TOKYO (Reuters) - Japan’s top court on Tuesday ruled in favour of a government plan to relocate a U.S. military base on the island of Okinawa, dealing a blow to islanders’ efforts to get rid of the base altogether.
The government and Okinawa authorities have been at loggerheads for years over the U.S. Marines’ Futenma air base as resentment has simmered among residents who bemoan what they see as an unfair burden in supporting the U.S. military presence in Japan.
Okinawa Governor Takeshi Onaga has led the campaign to get the base off the island while the central government has proposed moving it away from the urban area where it is located to a less populated part of the island called Henoko.

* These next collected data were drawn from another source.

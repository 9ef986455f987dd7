//! Signaling over the bus.
//!
//! One [`Signaling`] value covers one negotiation session with one device.
//! Outbound events go to the device's connect topic; inbound events arrive
//! on the client's session topic. Every published event carries a
//! per-session sequence number starting at 1.

use std::sync::atomic::{AtomicU32, Ordering};
use std::sync::Arc;

use serde::{Deserialize, Serialize};
use tokio::task::JoinHandle;

use super::peer::IceServer;
use crate::error::Result;
use crate::mqtt::{MqttClient, Subscription};

/// Topic names for one negotiation session.
#[derive(Debug, Clone, PartialEq, Eq)]
pub struct SignalingTopics {
    /// `client/<identity>/+`: general client channel.
    pub channel: String,
    /// `client/<identity>/<device>/connect/<session>-1`: replies from the device.
    pub session: String,
    /// `client/<identity>/device/<device>/connect/<session>-1`: events to the device.
    pub publish: String,
}

impl SignalingTopics {
    /// Build the topic set for `identity` talking to `device`.
    pub fn new(identity: &str, device: &str, session: &str) -> Self {
        Self {
            channel: format!("client/{identity}/+"),
            session: format!("client/{identity}/{device}/connect/{session}-1"),
            publish: format!("client/{identity}/device/{device}/connect/{session}-1"),
        }
    }
}

/// Event sent to the device.
#[derive(Debug, Clone, PartialEq, Eq, Serialize)]
#[serde(tag = "event", rename_all = "lowercase")]
pub enum OutboundSignal {
    /// Local offer plus the TURN servers the device should use.
    Offer {
        /// Sequence number.
        seq: u32,
        /// Offer SDP.
        offer: String,
        /// ICE servers.
        #[serde(rename = "iceServers")]
        ice_servers: Vec<IceServer>,
    },
    /// One local candidate.
    #[serde(rename = "icecandidate")]
    IceCandidate {
        /// Sequence number.
        seq: u32,
        /// `candidate:...` line.
        candidate: String,
    },
}

/// Event received from the device.
#[derive(Debug, Clone, PartialEq, Eq, Deserialize)]
#[serde(tag = "event", rename_all = "lowercase")]
pub enum InboundSignal {
    /// Remote answer SDP.
    Answer {
        /// Answer SDP.
        answer: String,
    },
    /// One remote candidate; `None` marks the end of trickling.
    #[serde(rename = "icecandidate")]
    IceCandidate {
        /// Candidate line, possibly prefixed with `a=`.
        #[serde(default)]
        candidate: Option<String>,
    },
    /// The device finished sending candidates.
    SdpComplete,
    /// Anything else.
    #[serde(other)]
    Unknown,
}

impl InboundSignal {
    /// Parse a raw bus payload.
    pub fn parse(payload: &[u8]) -> Result<Self> {
        Ok(serde_json::from_slice(payload)?)
    }
}

/// Normalise a remote candidate line: strip an `a=` attribute prefix.
pub fn normalize_candidate(candidate: &str) -> &str {
    candidate.strip_prefix("a=").unwrap_or(candidate)
}

/// Publish/subscribe helper for one negotiation session.
#[derive(Debug, Clone)]
pub struct Signaling {
    bus: MqttClient,
    topics: SignalingTopics,
    seq: Arc<AtomicU32>,
}

impl Signaling {
    /// Start a new session with a random id.
    pub fn new(bus: MqttClient, identity: &str, device: &str) -> Self {
        let session = uuid::Uuid::new_v4().to_string();
        Self::with_session(bus, identity, device, &session)
    }

    /// Start a session with a caller-chosen id.
    pub fn with_session(bus: MqttClient, identity: &str, device: &str, session: &str) -> Self {
        Self {
            bus,
            topics: SignalingTopics::new(identity, device, session),
            seq: Arc::new(AtomicU32::new(0)),
        }
    }

    /// Topic names in use.
    pub fn topics(&self) -> &SignalingTopics {
        &self.topics
    }

    /// Subscribe the general client channel and log what arrives on it
    /// until the subscription ends.
    pub async fn watch_channel(&self) -> Result<JoinHandle<()>> {
        let mut channel = self.bus.subscribe(&self.topics.channel).await?;
        Ok(tokio::spawn(async move {
            while let Some(message) = channel.recv().await {
                log::debug!(
                    "[Signaling] Channel message on {}: {}",
                    message.topic,
                    String::from_utf8_lossy(&message.payload)
                );
            }
        }))
    }

    /// Subscribe the session reply topic.
    pub async fn open_session(&self) -> Result<Subscription> {
        self.bus.subscribe(&self.topics.session).await
    }

    /// Drop the session reply subscription.
    pub async fn close_session(&self) -> Result<()> {
        self.bus.unsubscribe(&self.topics.session).await
    }

    /// Next sequence number.
    pub fn next_seq(&self) -> u32 {
        self.seq.fetch_add(1, Ordering::SeqCst) + 1
    }

    /// Publish the local offer.
    pub async fn publish_offer(&self, sdp: &str, ice_servers: &[IceServer]) -> Result<()> {
        let signal = OutboundSignal::Offer {
            seq: self.next_seq(),
            offer: sdp.to_string(),
            ice_servers: ice_servers.to_vec(),
        };
        log::debug!("[Signaling] Publishing offer");
        self.publish(&signal).await
    }

    /// Publish one local candidate.
    pub async fn publish_candidate(&self, candidate: &str) -> Result<()> {
        let signal = OutboundSignal::IceCandidate {
            seq: self.next_seq(),
            candidate: candidate.to_string(),
        };
        log::debug!("[Signaling] Publishing candidate {candidate}");
        self.publish(&signal).await
    }

    async fn publish(&self, signal: &OutboundSignal) -> Result<()> {
        let payload = serde_json::to_vec(signal)?;
        self.bus.publish(&self.topics.publish, payload).await
    }
}

#[cfg(test)]
mod tests {
    use super::*;
    use crate::testing::connect_bus;

    #[test]
    fn test_topics() {
        let topics = SignalingTopics::new("me", "dev1", "s1");
        assert_eq!(topics.channel, "client/me/+");
        assert_eq!(topics.session, "client/me/dev1/connect/s1-1");
        assert_eq!(topics.publish, "client/me/device/dev1/connect/s1-1");
    }

    #[test]
    fn test_offer_wire_shape() {
        let signal = OutboundSignal::Offer {
            seq: 1,
            offer: "v=0".to_string(),
            ice_servers: vec![IceServer {
                urls: vec!["turn:t".to_string()],
                username: Some("u".to_string()),
                credential: Some("c".to_string()),
            }],
        };
        assert_eq!(
            serde_json::to_value(&signal).unwrap(),
            serde_json::json!({
                "event": "offer",
                "seq": 1,
                "offer": "v=0",
                "iceServers": [{"urls": ["turn:t"], "username": "u", "credential": "c"}]
            })
        );
    }

    #[test]
    fn test_candidate_wire_shape() {
        let signal = OutboundSignal::IceCandidate {
            seq: 4,
            candidate: "candidate:1 1 udp 1 10.0.0.1 5000 typ host".to_string(),
        };
        assert_eq!(
            serde_json::to_string(&signal).unwrap(),
            r#"{"event":"icecandidate","seq":4,"candidate":"candidate:1 1 udp 1 10.0.0.1 5000 typ host"}"#
        );
    }

    #[test]
    fn test_parse_inbound() {
        assert_eq!(
            InboundSignal::parse(br#"{"event":"answer","answer":"v=0"}"#).unwrap(),
            InboundSignal::Answer { answer: "v=0".to_string() }
        );
        assert_eq!(
            InboundSignal::parse(br#"{"event":"icecandidate","candidate":"a=candidate:1"}"#)
                .unwrap(),
            InboundSignal::IceCandidate { candidate: Some("a=candidate:1".to_string()) }
        );
        assert_eq!(
            InboundSignal::parse(br#"{"event":"icecandidate","candidate":null}"#).unwrap(),
            InboundSignal::IceCandidate { candidate: None }
        );
        assert_eq!(
            InboundSignal::parse(br#"{"event":"sdpcomplete"}"#).unwrap(),
            InboundSignal::SdpComplete
        );
        assert_eq!(
            InboundSignal::parse(br#"{"event":"stats","x":1}"#).unwrap(),
            InboundSignal::Unknown
        );
        assert!(InboundSignal::parse(b"not json").is_err());
    }

    #[test]
    fn test_normalize_candidate() {
        assert_eq!(normalize_candidate("a=candidate:1 1"), "candidate:1 1");
        assert_eq!(normalize_candidate("candidate:1 1"), "candidate:1 1");
    }

    #[tokio::test]
    async fn test_sequence_numbers_start_at_one_and_grow() {
        let (bus, mut broker) = connect_bus().await;
        let signaling = Signaling::with_session(bus, "me", "dev1", "s1");

        signaling.publish_offer("v=0", &[]).await.unwrap();
        signaling.publish_candidate("candidate:x").await.unwrap();

        let (topic, payload) = broker.published().await;
        assert_eq!(topic, "client/me/device/dev1/connect/s1-1");
        let offer: serde_json::Value = serde_json::from_slice(&payload).unwrap();
        assert_eq!(offer["seq"], 1);
        assert_eq!(offer["event"], "offer");

        let (_, payload) = broker.published().await;
        let candidate: serde_json::Value = serde_json::from_slice(&payload).unwrap();
        assert_eq!(candidate["seq"], 2);
        assert_eq!(candidate["candidate"], "candidate:x");
    }

    #[tokio::test]
    async fn test_session_subscription_receives_replies() {
        let (bus, broker) = connect_bus().await;
        let signaling = Signaling::with_session(bus, "me", "dev1", "s1");

        let mut session = signaling.open_session().await.unwrap();
        broker.inject("client/me/dev1/connect/s1-1", br#"{"event":"sdpcomplete"}"#);
        let message = session.recv().await.unwrap();
        assert_eq!(InboundSignal::parse(&message.payload).unwrap(), InboundSignal::SdpComplete);

        signaling.close_session().await.unwrap();
        assert!(session.recv().await.is_none());
        assert!(broker.unsubscribed().contains(&"client/me/dev1/connect/s1-1".to_string()));
    }
}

As part of his campaign, Onaga rescinded approval for land reclamation work, issued by his predecessor, to clear the way for the base relocation.
But a high court ruled his decision illegal and on Tuesday the Supreme Court upheld that ruling.

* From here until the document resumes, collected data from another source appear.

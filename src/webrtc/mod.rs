//! Peer connection to the console.
//!
//! - [`peer`]: the capability traits the rest of the crate codes against
//! - [`rtc`]: the rustrtc implementation
//! - [`signaling`]: offer/candidate messages on the bus
//! - [`negotiator`]: the offer/answer state machine with candidate pacing

pub mod negotiator;
pub mod peer;
pub mod rtc;
pub mod signaling;

pub use negotiator::{
    pace_candidate, NegotiatedPeer, NegotiationConfig, NegotiationState, Negotiator, Pacing,
};
pub use peer::{
    DataChannel, IceServer, PeerConnection, PeerConnector, PeerEvent, PeerEvents, PeerState,
};
pub use rtc::RtcConnector;
pub use signaling::{InboundSignal, OutboundSignal, Signaling, SignalingTopics};
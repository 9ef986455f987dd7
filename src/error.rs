//! Error taxonomy for the relay protocol layers.
//!
//! The signing, bus, negotiation and tunnel layers all return
//! [`RelayError`]. Application-level code (config, cloud HTTP calls, CLI)
//! uses `anyhow` and converts at the boundary.
//!
//! # Propagation
//!
//! - [`RelayError::Protocol`] / [`RelayError::Transport`]: fatal for the bus
//!   session. Every pending waiter sees the error itself; later calls see
//!   [`RelayError::ConnectionClosed`].
//! - [`RelayError::Correlation`]: surfaced to the single caller waiting for
//!   that response; only the affected API channel is closed.
//! - [`RelayError::InvalidInput`]: raised before any network I/O.
//! - [`RelayError::Negotiation`]: surfaced once to the in-flight negotiation.

/// Errors produced by the relay protocol stack.
#[derive(Debug, Clone, PartialEq, Eq)]
pub enum RelayError {
    /// Malformed or out-of-spec bus or tunnel frame.
    Protocol(String),
    /// Response id or status did not match the request.
    Correlation(String),
    /// Invalid caller input (bad path, missing credential field).
    InvalidInput(String),
    /// The peer connection could not be established.
    Negotiation(String),
    /// The underlying byte transport failed.
    Transport(String),
    /// Deflate encode/decode failure.
    Compression(String),
    /// JSON encode/decode failure.
    Json(String),
    /// The connection was torn down while the operation was pending.
    ConnectionClosed,
    /// The operation did not complete within its deadline.
    Timeout(String),
}

impl RelayError {
    /// Whether this error tears down the bus session.
    pub fn is_fatal(&self) -> bool {
        matches!(self, Self::Protocol(_) | Self::Transport(_) | Self::ConnectionClosed)
    }
}

impl std::fmt::Display for RelayError {
    fn fmt(&self, f: &mut std::fmt::Formatter<'_>) -> std::fmt::Result {
        match self {
            Self::Protocol(msg) => write!(f, "Protocol error: {msg}"),
            Self::Correlation(msg) => write!(f, "Correlation error: {msg}"),
            Self::InvalidInput(msg) => write!(f, "Invalid input: {msg}"),
            Self::Negotiation(msg) => write!(f, "Negotiation failed: {msg}"),
            Self::Transport(msg) => write!(f, "Transport error: {msg}"),
            Self::Compression(msg) => write!(f, "Compression error: {msg}"),
            Self::Json(msg) => write!(f, "JSON error: {msg}"),
            Self::ConnectionClosed => write!(f, "Connection closed"),
            Self::Timeout(what) => write!(f, "Timed out waiting for {what}"),
        }
    }
}

impl std::error::Error for RelayError {}

impl From<serde_json::Error> for RelayError {
    fn from(e: serde_json::Error) -> Self {
        Self::Json(e.to_string())
    }
}

/// Result alias for the protocol layers.
pub type Result<T> = std::result::Result<T, RelayError>;

/// Await `fut` for at most `deadline`, mapping expiry to [`RelayError::Timeout`].
pub(crate) async fn with_deadline<T, F>(
    deadline: std::time::Duration,
    what: &str,
    fut: F,
) -> Result<T>
where
    F: std::future::Future<Output = Result<T>>,
{
    match tokio::time::timeout(deadline, fut).await {
        Ok(result) => result,
        Err(_) => Err(RelayError::Timeout(what.to_string())),
    }
}

#[cfg(test)]
mod tests {
    use super::*;
    use std::time::Duration;

    #[test]
    fn test_fatal_classification() {
        assert!(RelayError::Protocol("bad".into()).is_fatal());
        assert!(RelayError::ConnectionClosed.is_fatal());
        assert!(!RelayError::Correlation("id".into()).is_fatal());
        assert!(!RelayError::Timeout("ack".into()).is_fatal());
    }

    #[test]
    fn test_display() {
        let err = RelayError::Timeout("SUBACK #7".into());
        assert_eq!(err.to_string(), "Timed out waiting for SUBACK #7");
    }

    #[tokio::test(start_paused = true)]
    async fn test_with_deadline_expires() {
        let result: Result<()> = with_deadline(Duration::from_millis(50), "nothing", async {
            tokio::time::sleep(Duration::from_secs(10)).await;
            Ok(())
        })
        .await;
        assert_eq!(result, Err(RelayError::Timeout("nothing".into())));
    }

    #[tokio::test]
    async fn test_with_deadline_passes_result_through() {
        let result = with_deadline(Duration::from_secs(1), "value", async { Ok(42) }).await;
        assert_eq!(result, Ok(42));
    }
}
//! Requests carried over an API channel.

use serde::{Deserialize, Serialize};

use super::frame::{FrameType, PayloadFormat, TunnelFrame};
use crate::constants::RPC_CONTENT_TYPE;
use crate::error::{RelayError, Result};

/// An HTTP-style call tunneled to the console.
#[derive(Debug, Clone, PartialEq, Eq)]
pub enum ApiRequest {
    /// `GET path`, no body.
    Get {
        /// Correlation id echoed by the response.
        id: String,
        /// Absolute path on the console.
        path: String,
    },
    /// `POST path` with a body.
    Post {
        /// Correlation id echoed by the response.
        id: String,
        /// Absolute path on the console.
        path: String,
        /// Raw body, normally JSON.
        body: Vec<u8>,
    },
}

fn check_path(path: &str) -> Result<String> {
    if !path.starts_with('/') {
        return Err(RelayError::InvalidInput(format!(
            "Invalid path {path}, does not start with /"
        )));
    }
    Ok(path.to_string())
}

impl ApiRequest {
    /// A GET request with a fresh id.
    ///
    /// # Errors
    ///
    /// [`RelayError::InvalidInput`] if `path` does not start with `/`.
    pub fn get(path: &str) -> Result<Self> {
        Ok(Self::Get {
            id: uuid::Uuid::new_v4().to_string(),
            path: check_path(path)?,
        })
    }

    /// A POST request whose body is `body` serialized as JSON.
    ///
    /// # Errors
    ///
    /// [`RelayError::InvalidInput`] if `path` does not start with `/`.
    pub fn post<T: Serialize>(path: &str, body: &T) -> Result<Self> {
        Ok(Self::Post {
            id: uuid::Uuid::new_v4().to_string(),
            path: check_path(path)?,
            body: serde_json::to_vec(body)?,
        })
    }

    /// Correlation id.
    pub fn id(&self) -> &str {
        match self {
            Self::Get { id, .. } | Self::Post { id, .. } => id,
        }
    }

    /// HTTP method name.
    pub fn method(&self) -> &'static str {
        match self {
            Self::Get { .. } => "GET",
            Self::Post { .. } => "POST",
        }
    }

    /// Target path.
    pub fn path(&self) -> &str {
        match self {
            Self::Get { path, .. } | Self::Post { path, .. } => path,
        }
    }

    /// Uncompressed body; empty for GET.
    pub fn body(&self) -> &[u8] {
        match self {
            Self::Get { .. } => &[],
            Self::Post { body, .. } => body,
        }
    }

    /// Metadata sent in the header frame.
    pub fn header(&self) -> RequestHeader<'_> {
        RequestHeader {
            id: self.id(),
            kind: "httpRequest",
            method: self.method(),
            path: self.path(),
            headers: ContentHeaders {
                content_length: self.body().len(),
                content_type: RPC_CONTENT_TYPE,
            },
        }
    }

    /// Header frame followed by body frame, both compressed, as one message.
    pub fn encode(&self) -> Result<Vec<u8>> {
        let header = serde_json::to_vec(&self.header())?;
        let mut bytes =
            TunnelFrame::new(FrameType::Header, PayloadFormat::Json, &header, true)?.encode()?;
        bytes.extend(TunnelFrame::new(FrameType::Body, PayloadFormat::Binary, self.body(), true)?.encode()?);
        Ok(bytes)
    }
}

/// JSON metadata of a request.
#[derive(Debug, Clone, Serialize)]
pub struct RequestHeader<'a> {
    /// Correlation id.
    pub id: &'a str,
    /// Always `httpRequest`.
    #[serde(rename = "type")]
    pub kind: &'static str,
    /// HTTP method.
    pub method: &'static str,
    /// Target path.
    pub path: &'a str,
    /// Content headers.
    pub headers: ContentHeaders,
}

/// Content headers of a request.
#[derive(Debug, Clone, Serialize)]
pub struct ContentHeaders {
    /// Uncompressed body length.
    #[serde(rename = "content-length")]
    pub content_length: usize,
    /// Body media type.
    #[serde(rename = "content-type")]
    pub content_type: &'static str,
}

/// JSON metadata of a response.
#[derive(Debug, Clone, PartialEq, Eq, Deserialize)]
#[serde(rename_all = "camelCase")]
pub struct ResponseHeader {
    /// Id of the request answered.
    #[serde(default)]
    pub id: Option<String>,
    /// HTTP status code.
    #[serde(default)]
    pub status_code: Option<u16>,
    /// HTTP status text.
    #[serde(default)]
    pub status_message: Option<String>,
}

The defence ministry, which is overseeing the plan to relocate the base, said it would resume work as soon as it was officially cleared to go ahead.

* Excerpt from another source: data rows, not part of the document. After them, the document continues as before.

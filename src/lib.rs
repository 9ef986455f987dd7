//! unifi-relay - command channel to UniFi consoles through the vendor cloud.
//!
//! A console behind NAT is reached by negotiating a WebRTC peer connection
//! over a signed MQTT broker session, then tunneling HTTP-like requests over
//! data channels of that connection.
//!
//! # Architecture
//!
//! ```text
//! CloudAccess ──credentials──► CloudDevice
//!                                  │
//!                                  ├── sigv4 ──► signed wss URL ──► ws ──► MqttClient
//!                                  │                                          │
//!                                  ├── Negotiator ◄──── Signaling ◄───────────┘
//!                                  │       │
//!                                  │       └──► PeerConnection (rustrtc)
//!                                  │
//!                                  └── ApiChannel ──frames──► DataChannel
//! ```
//!
//! # Modules
//!
//! - [`sigv4`] - request signing for the broker URL and gateway calls
//! - [`mqtt`] - MQTT 3.1.1 client used as the signaling bus
//! - [`webrtc`] - peer capability, signaling and negotiation
//! - [`channel`] - framed request/response tunnel
//! - [`device`] - one console: connect, API calls, vouchers
//! - [`cloud`] - sign-in, session credentials, console list
//! - [`config`] - configuration loading

pub mod channel;
pub mod cloud;
pub mod config;
pub mod constants;
pub mod device;
pub mod error;
pub mod mqtt;
pub mod sigv4;
#[cfg(any(test, feature = "test-util"))]
pub mod testing;
pub mod webrtc;
pub mod ws;

// Re-export commonly used types
pub use channel::{ApiChannel, ApiRequest};
pub use cloud::{CloudAccess, CloudSettings, LoginOutcome, MfaFactor, SessionCredentials};
pub use config::RelayConfig;
pub use device::{CloudDevice, DeviceSettings, VoucherSpec};
pub use error::{RelayError, Result};
pub use mqtt::MqttClient;
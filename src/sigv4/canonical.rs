//! Canonical query and header maps.
//!
//! Both maps normalise on insert (percent-encoding for query pairs,
//! lower-casing and trimming for headers) and render in strict byte order,
//! so rendering an already-sorted map is idempotent.

use std::collections::BTreeMap;

/// Percent-encode everything except the RFC 3986 unreserved set.
pub fn uri_encode(input: &str) -> String {
    let mut out = String::with_capacity(input.len());
    for byte in input.bytes() {
        match byte {
            b'A'..=b'Z' | b'a'..=b'z' | b'0'..=b'9' | b'-' | b'_' | b'.' | b'~' => {
                out.push(byte as char);
            }
            _ => out.push_str(&format!("%{byte:02X}")),
        }
    }
    out
}

/// Decode `%XX` escapes and `+` in a raw query string component.
fn uri_decode(input: &str) -> String {
    let bytes = input.as_bytes();
    let mut out = Vec::with_capacity(bytes.len());
    let mut i = 0;
    while i < bytes.len() {
        match bytes[i] {
            b'+' => out.push(b' '),
            b'%' if i + 2 < bytes.len() => {
                match (hex_value(bytes[i + 1]), hex_value(bytes[i + 2])) {
                    (Some(hi), Some(lo)) => {
                        out.push(hi << 4 | lo);
                        i += 2;
                    }
                    _ => out.push(b'%'),
                }
            }
            b => out.push(b),
        }
        i += 1;
    }
    String::from_utf8_lossy(&out).into_owned()
}

fn hex_value(digit: u8) -> Option<u8> {
    (digit as char).to_digit(16).map(|d| d as u8)
}

/// Query parameters, stored encoded and ordered by encoded key then value.
#[derive(Debug, Clone, Default, PartialEq, Eq)]
pub struct CanonicalQuery {
    pairs: BTreeMap<String, Vec<String>>,
}

impl CanonicalQuery {
    /// Parse `a=1&b=2` (already URL-encoded) into a canonical map.
    pub fn parse(raw: &str) -> Self {
        let mut query = Self::default();
        for pair in raw.trim_start_matches('?').split('&').filter(|p| !p.is_empty()) {
            let (key, value) = pair.split_once('=').unwrap_or((pair, ""));
            query.insert(&uri_decode(key), &uri_decode(value));
        }
        query
    }

    /// Add a raw (unencoded) pair.
    pub fn insert(&mut self, key: &str, value: &str) {
        let values = self.pairs.entry(uri_encode(key)).or_default();
        values.push(uri_encode(value));
        values.sort();
    }

    /// Merge another map's pairs into this one.
    pub fn merge(&mut self, other: CanonicalQuery) {
        for (key, mut values) in other.pairs {
            let entry = self.pairs.entry(key).or_default();
            entry.append(&mut values);
            entry.sort();
        }
    }

    /// Whether the map has no pairs.
    pub fn is_empty(&self) -> bool {
        self.pairs.is_empty()
    }

    /// `k=v&k=v`, sorted; empty string when there are no pairs.
    pub fn render(&self) -> String {
        self.pairs
            .iter()
            .flat_map(|(key, values)| values.iter().map(move |value| format!("{key}={value}")))
            .collect::<Vec<_>>()
            .join("&")
    }
}

/// Signed headers keyed by lower-cased name.
#[derive(Debug, Clone, Default, PartialEq, Eq)]
pub struct CanonicalHeaders {
    headers: BTreeMap<String, String>,
}

impl CanonicalHeaders {
    /// Add a header; a later value for the same name replaces the earlier one.
    pub fn insert(&mut self, name: &str, value: &str) {
        self.headers
            .insert(name.trim().to_ascii_lowercase(), value.trim().to_string());
    }

    /// Look up a header by (case-insensitive) name.
    pub fn get(&self, name: &str) -> Option<&str> {
        self.headers.get(&name.to_ascii_lowercase()).map(String::as_str)
    }

    /// `name:value\n` per header, sorted, including the trailing newline.
    pub fn render(&self) -> String {
        self.headers
            .iter()
            .map(|(name, value)| format!("{name}:{value}\n"))
            .collect()
    }

    /// Sorted names joined with `;`.
    pub fn signed_names(&self) -> String {
        self.headers.keys().cloned().collect::<Vec<_>>().join(";")
    }

    /// Iterate `(name, value)` pairs in canonical order.
    pub fn iter(&self) -> impl Iterator<Item = (&str, &str)> {
        self.headers.iter().map(|(k, v)| (k.as_str(), v.as_str()))
    }
}

#[cfg(test)]
mod tests {
    use super::*;

    #[test]
    fn test_uri_encode_reserved() {
        assert_eq!(uri_encode("AKID/20200101/us-east-1"), "AKID%2F20200101%2Fus-east-1");
        assert_eq!(uri_encode("a b+c=d"), "a%20b%2Bc%3Dd");
        assert_eq!(uri_encode("safe-_.~"), "safe-_.~");
        assert_eq!(uri_encode("!*'()"), "%21%2A%27%28%29");
    }

    #[test]
    fn test_query_sorted_by_encoded_key() {
        let mut query = CanonicalQuery::default();
        query.insert("withUserData", "true");
        query.insert("type", "ucore");
        query.insert("X-Amz-Date", "20200101T000000Z");
        assert_eq!(
            query.render(),
            "X-Amz-Date=20200101T000000Z&type=ucore&withUserData=true"
        );
    }

    #[test]
    fn test_query_parse_matches_insert() {
        let parsed = CanonicalQuery::parse("type=ucore&withUserData=true");
        let mut built = CanonicalQuery::default();
        built.insert("withUserData", "true");
        built.insert("type", "ucore");
        assert_eq!(parsed, built);
    }

    #[test]
    fn test_query_parse_decodes_before_encoding() {
        let query = CanonicalQuery::parse("?path=%2Fa%2Fb&q=x+y");
        assert_eq!(query.render(), "path=%2Fa%2Fb&q=x%20y");
    }

    #[test]
    fn test_empty_query_renders_empty() {
        assert_eq!(CanonicalQuery::parse("").render(), "");
        assert!(CanonicalQuery::default().is_empty());
    }

    #[test]
    fn test_render_is_idempotent() {
        let query = CanonicalQuery::parse("b=2&a=1&c=3");
        let again = CanonicalQuery::parse(&query.render());
        assert_eq!(query.render(), again.render());
    }

    #[test]
    fn test_header_insertion_order_is_irrelevant() {
        let mut forward = CanonicalHeaders::default();
        forward.insert("Host", "api.example.com");
        forward.insert("X-Amz-Date", "20200101T000000Z");
        forward.insert("Content-Type", "application/json");

        let mut reverse = CanonicalHeaders::default();
        reverse.insert("content-type", "application/json");
        reverse.insert("x-amz-date", "20200101T000000Z");
        reverse.insert("host", "api.example.com");

        assert_eq!(forward, reverse);
        assert_eq!(forward.render(), reverse.render());
        assert_eq!(forward.signed_names(), "content-type;host;x-amz-date");

        // Re-inserting the sorted output changes nothing.
        let mut resorted = CanonicalHeaders::default();
        for (name, value) in forward.iter() {
            resorted.insert(name, value);
        }
        assert_eq!(resorted.render(), forward.render());
    }

    #[test]
    fn test_headers_lowercased_and_trimmed() {
        let mut headers = CanonicalHeaders::default();
        headers.insert("X-Amz-Date", " 20200101T000000Z ");
        headers.insert("Host", "example.com");
        assert_eq!(headers.render(), "host:example.com\nx-amz-date:20200101T000000Z\n");
        assert_eq!(headers.signed_names(), "host;x-amz-date");
        assert_eq!(headers.get("HOST"), Some("example.com"));
    }
}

“We plan to do our utmost for the transfer of the Futenma air base to Henoko to prevent the air base from becoming fixed at the current location and to remove the danger posed by the base,” Defence Minister Tomomi Inada said in a statement.
The U.S. State Department applauded the ruling.
“We welcome the decision by the Japanese Supreme Court,” State Department spokesman John Kirby said. “The United States and Japan remain committed ... to the plan to construct the Futenma replacement facility at the Camp Schwab-Henoko area and adjacent waters.”
The Futenma base is surrounded by schools, hospitals and shops and residents worry about air crashes. Crime by U.S. servicemen has also on occasion inflamed anger.
A U.S. military tilt-rotor MV-22 Osprey aircraft came down in the sea off Okinawa last week.
Onaga has indicated he will maintain his opposition to the relocation of the facility to the current the site of the Camp Schwab Marine Corps base.